#### TASK INSTRUCTIONS
Write out exactly the lines of the material below, beginning at the top and ending at the line that contains "to ensure slots".

_ _ _

use anyhow::{Context, Result};
use chrono::Utc;
use sqlx::{
    sqlite::{SqliteConnectOptions, SqlitePoolOptions},
    Pool, Sqlite,
};
use std::{
    fs,
    path::{Path, PathBuf},
    str::FromStr,
};
use tokio::runtime::{Builder, Runtime};

use crate::SlotStore;

/// Slot store on a SQLite `slots` table.
///
/// The pool lives on a private current-thread runtime so callers keep a blocking API.
/// Must not be used from inside another tokio runtime.
pub struct SqliteSlotStore {
    runtime: Runtime,
    pool: Pool<Sqlite>,
}

impl SqliteSlotStore {
    pub fn open(database_url: &str) -> Result<Self> {
        let database_url = normalize_database_url(database_url);
        ensure_sqlite_parent_dir_exists(&database_url)?;

        let runtime = Builder::new_current_thread()
            .enable_all()
            .build()
            .context("failed to build storage runtime")?;

        let pool = runtime.block_on(async {
            let connect_options =
                SqliteConnectOptions::from_str(&database_url)?.create_if_missing(true);
            // one connection: an in-memory database is private to its connection
            let pool = SqlitePoolOptions::new()
                .max_connections(1)
                .connect_with(connect_options)
                .await?;
            sqlx::query(
                r#"
                CREATE TABLE IF NOT EXISTS slots (
                    key        TEXT PRIMARY KEY NOT NULL,
                    value      TEXT NOT NULL,
                    updated_at TEXT NOT NULL
                )
                "#,
            )
            .execute(&pool)
            .await
            .context("failed to ensure slots table exists")?;
            anyhow::Ok(pool)
        })?;

        tracing::debug!(database_url = %database_url, "opened sqlite slot store");
        Ok(Self { runtime, pool })
    }

    pub fn health_check(&self) -> Result<()> {
        let _: i64 = self
            .runtime
            .block_on(sqlx::query_scalar("SELECT 1").fetch_one(&self.pool))
            .context("sqlite ping failed")?;
        Ok(())
    }
}

impl SlotStore for SqliteSlotStore {
    fn get(&self, key: &str) -> Result<Option<String>> {
        self.runtime
            .block_on(
                sqlx::query_scalar::<_, String>("SELECT value FROM slots WHERE key = ?")
                    .bind(key)
                    .fetch_optional(&self.pool),
            )
            .with_context(|| format!("failed to read slot '{key}'"))
    }

    fn set(&mut self, key: &str, value: &str) -> Result<()> {
        self.runtime
            .block_on(
                sqlx::query(
                    r#"
                    INSERT INTO slots (key, value, updated_at) VALUES (?, ?, ?)
                    ON CONFLICT(key) DO UPDATE SET value = excluded.value, updated_at = excluded.updated_at
                    "#,
                )
                .bind(key)
                .bind(value)
                .bind(Utc::now())
                .execute(&self.pool),
            )
            .with_context(|| format!("failed to write slot '{key}'"))?;
        Ok(())
    }

    fn remove(&mut self, key: &str) -> Result<()> {
        self.runtime
            .block_on(
                sqlx::query("DELETE FROM slots WHERE key = ?")
                    .bind(key)
                    .execute(&self.pool),
            )
            .with_context(|| format!("failed to remove slot '{key}'"))?;
        Ok(())
    }
}

/// Accepts `sqlite:` URLs as well as plain file paths.
pub fn normalize_database_url(raw_database_url: &str) -> String {
    let raw_database_url = raw_database_url.trim();

    if raw_database_url.starts_with("sqlite::memory:")
        || raw_database_url.starts_with("sqlite://")
        || raw_database_url.contains("://")
    {
        return raw_database_url.to_string();
    }

    if let Some(path) = raw_database_url.strip_prefix("sqlite:") {
        return format!("sqlite://{}", path.replace('\\', "/"));
    }

    format!("sqlite://{}", raw_database_url.replace('\\', "/"))
}

fn ensure_sqlite_parent_dir_exists(database_url: &str) -> Result<()> {
    let Some(path) = sqlite_path(database_url) else {
        return Ok(());
    };

    let Some(parent) = path.parent() else {
        return Ok(());
    };

    fs::create_dir_all(parent).with_context(|| {
        format!(
            "failed to create parent directory '{}' for database url '{database_url}'",
            parent.display()
        )
    })?;

    Ok(())
}

fn sqlite_path(database_url: &str) -> Option<PathBuf> {
    if database_url.starts_with("sqlite::memory:") || !database_url.starts_with("sqlite:") {
        return None;
    }

    let path = database_url
        .trim_start_matches("sqlite://")
        .trim_start_matches("sqlite:")
        .split('?')
        .next()
        .unwrap_or_default();

    if path.is_empty() {
        return None;
    }

    Some(Path::new(path).to_path_buf())
}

_ _ _

#### ANSWER SECTION
use anyhow::{Context, Result};
use chrono::Utc;
use sqlx::{
    sqlite::{SqliteConnectOptions, SqlitePoolOptions},
    Pool, Sqlite,
};
use std::{
    fs,
    path::{Path, PathBuf},
    str::FromStr,
};
use tokio::runtime::{Builder, Runtime};

use crate::SlotStore;

/// Slot store on a SQLite `slots` table.
///
/// The pool lives on a private current-thread runtime so callers keep a blocking API.
/// Must not be used from inside another tokio runtime.
pub struct SqliteSlotStore {
    runtime: Runtime,
    pool: Pool<Sqlite>,
}

impl SqliteSlotStore {
    pub fn open(database_url: &str) -> Result<Self> {
        let database_url = normalize_database_url(database_url);
        ensure_sqlite_parent_dir_exists(&database_url)?;

        let runtime = Builder::new_current_thread()
            .enable_all()
            .build()
            .context("failed to build storage runtime")?;

        let pool = runtime.block_on(async {
            let connect_options =
                SqliteConnectOptions::from_str(&database_url)?.create_if_missing(true);
            // one connection: an in-memory database is private to its connection
            let pool = SqlitePoolOptions::new()
                .max_connections(1)
                .connect_with(connect_options)
                .await?;
            sqlx::query(
                r#"
                CREATE TABLE IF NOT EXISTS slots (
                    key        TEXT PRIMARY KEY NOT NULL,
                    value      TEXT NOT NULL,
                    updated_at TEXT NOT NULL
                )
                "#,
            )
            .execute(&pool)
            .await
            .context("failed to ensure slots table exists")?;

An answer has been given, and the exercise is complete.